== TASK BRIEF ==
Go through the entries one line at a time, and gather every line that has the word "Result".

Dataset items:
══════════

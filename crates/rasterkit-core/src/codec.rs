//! Container decode/encode and filename format deduction.
//!
//! The transform core never inspects container bytes; everything here goes
//! through the `image` crate. Decoding accepts JPEG or PNG bytes and
//! always yields RGBA8; encoding flattens to RGB for JPEG (the container
//! has no alpha) and keeps RGBA for PNG.

use std::io::Cursor;
use std::path::Path;

use image::codecs::jpeg::JpegEncoder;
use image::codecs::png::PngEncoder;
use image::{ExtendedColorType, ImageEncoder, ImageReader};

use crate::error::{Error, Result};
use crate::raster::{Raster, CHANNELS};

/// Default JPEG quality when the caller does not specify one.
const DEFAULT_JPEG_QUALITY: u8 = 90;

/// Supported container formats.
#[derive(Debug, Clone, Copy, PartialEq, Eq)]
pub enum Format {
    Jpeg,
    Png,
}

impl Format {
    /// Deduce the format from a filename suffix, case-insensitively.
    ///
    /// # Errors
    ///
    /// Returns [`Error::UnsupportedFormat`] for a missing or unrecognized
    /// extension.
    pub fn from_path<P: AsRef<Path>>(path: P) -> Result<Format> {
        let path = path.as_ref();
        let ext = path
            .extension()
            .and_then(|e| e.to_str())
            .map(str::to_ascii_lowercase)
            .ok_or_else(|| Error::UnsupportedFormat(path.display().to_string()))?;
        match ext.as_str() {
            "jpg" | "jpeg" => Ok(Format::Jpeg),
            "png" => Ok(Format::Png),
            other => Err(Error::UnsupportedFormat(format!(".{other}"))),
        }
    }
}

/// Decode JPEG or PNG bytes into a raster.
///
/// # Errors
///
/// Returns [`Error::Decode`] for malformed or truncated bytes.
pub fn decode(bytes: &[u8]) -> Result<Raster> {
    let reader = ImageReader::new(Cursor::new(bytes))
        .with_guessed_format()
        .map_err(|e| Error::Decode(e.to_string()))?;
    let img = reader.decode().map_err(|e| Error::Decode(e.to_string()))?;
    let rgba = img.into_rgba8();
    let (width, height) = rgba.dimensions();
    Raster::from_raw_parts(width, height, rgba.into_raw())
}

/// Encode a raster to container bytes.
///
/// `quality` applies to JPEG only (1-100, default 90); PNG ignores it.
///
/// # Errors
///
/// Returns [`Error::Encode`] if the underlying encoder fails.
pub fn encode(raster: &Raster, format: Format, quality: Option<u8>) -> Result<Vec<u8>> {
    let mut out = Vec::new();
    match format {
        Format::Jpeg => {
            let quality = quality.unwrap_or(DEFAULT_JPEG_QUALITY).clamp(1, 100);
            // JPEG carries no alpha channel; drop it.
            let rgb: Vec<u8> = raster
                .as_bytes()
                .chunks_exact(CHANNELS)
                .flat_map(|px| [px[0], px[1], px[2]])
                .collect();
            JpegEncoder::new_with_quality(Cursor::new(&mut out), quality)
                .write_image(
                    &rgb,
                    raster.width(),
                    raster.height(),
                    ExtendedColorType::Rgb8,
                )
                .map_err(|e| Error::Encode(e.to_string()))?;
        }
        Format::Png => {
            PngEncoder::new(Cursor::new(&mut out))
                .write_image(
                    raster.as_bytes(),
                    raster.width(),
                    raster.height(),
                    ExtendedColorType::Rgba8,
                )
                .map_err(|e| Error::Encode(e.to_string()))?;
        }
    }
    Ok(out)
}

/// Read and decode an image file, deducing the format from its suffix.
///
/// # Errors
///
/// Surfaces I/O errors untouched; decode errors as [`Error::Decode`].
pub fn read_file<P: AsRef<Path>>(path: P) -> Result<Raster> {
    // Validate the extension first so an unsupported path fails with
    // UnsupportedFormat rather than a decode error.
    Format::from_path(&path)?;
    let bytes = std::fs::read(path)?;
    decode(&bytes)
}

/// Encode and write a raster to a file, deducing the format from its
/// suffix.
pub fn write_file<P: AsRef<Path>>(path: P, raster: &Raster, quality: Option<u8>) -> Result<()> {
    let format = Format::from_path(&path)?;
    let bytes = encode(raster, format, quality)?;
    std::fs::write(path, bytes)?;
    Ok(())
}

══════════

== OUTPUT OF THE EXERCISE ==
use crate::error::{Error, Result};
    pub fn from_path<P: AsRef<Path>>(path: P) -> Result<Format> {
pub fn decode(bytes: &[u8]) -> Result<Raster> {
pub fn encode(raster: &Raster, format: Format, quality: Option<u8>) -> Result<Vec<u8>> {
pub fn read_file<P: AsRef<Path>>(path: P) -> Result<Raster> {
pub fn write_file<P: AsRef<Path>>(path: P, raster: &Raster, quality: Option<u8>) -> Result<()> {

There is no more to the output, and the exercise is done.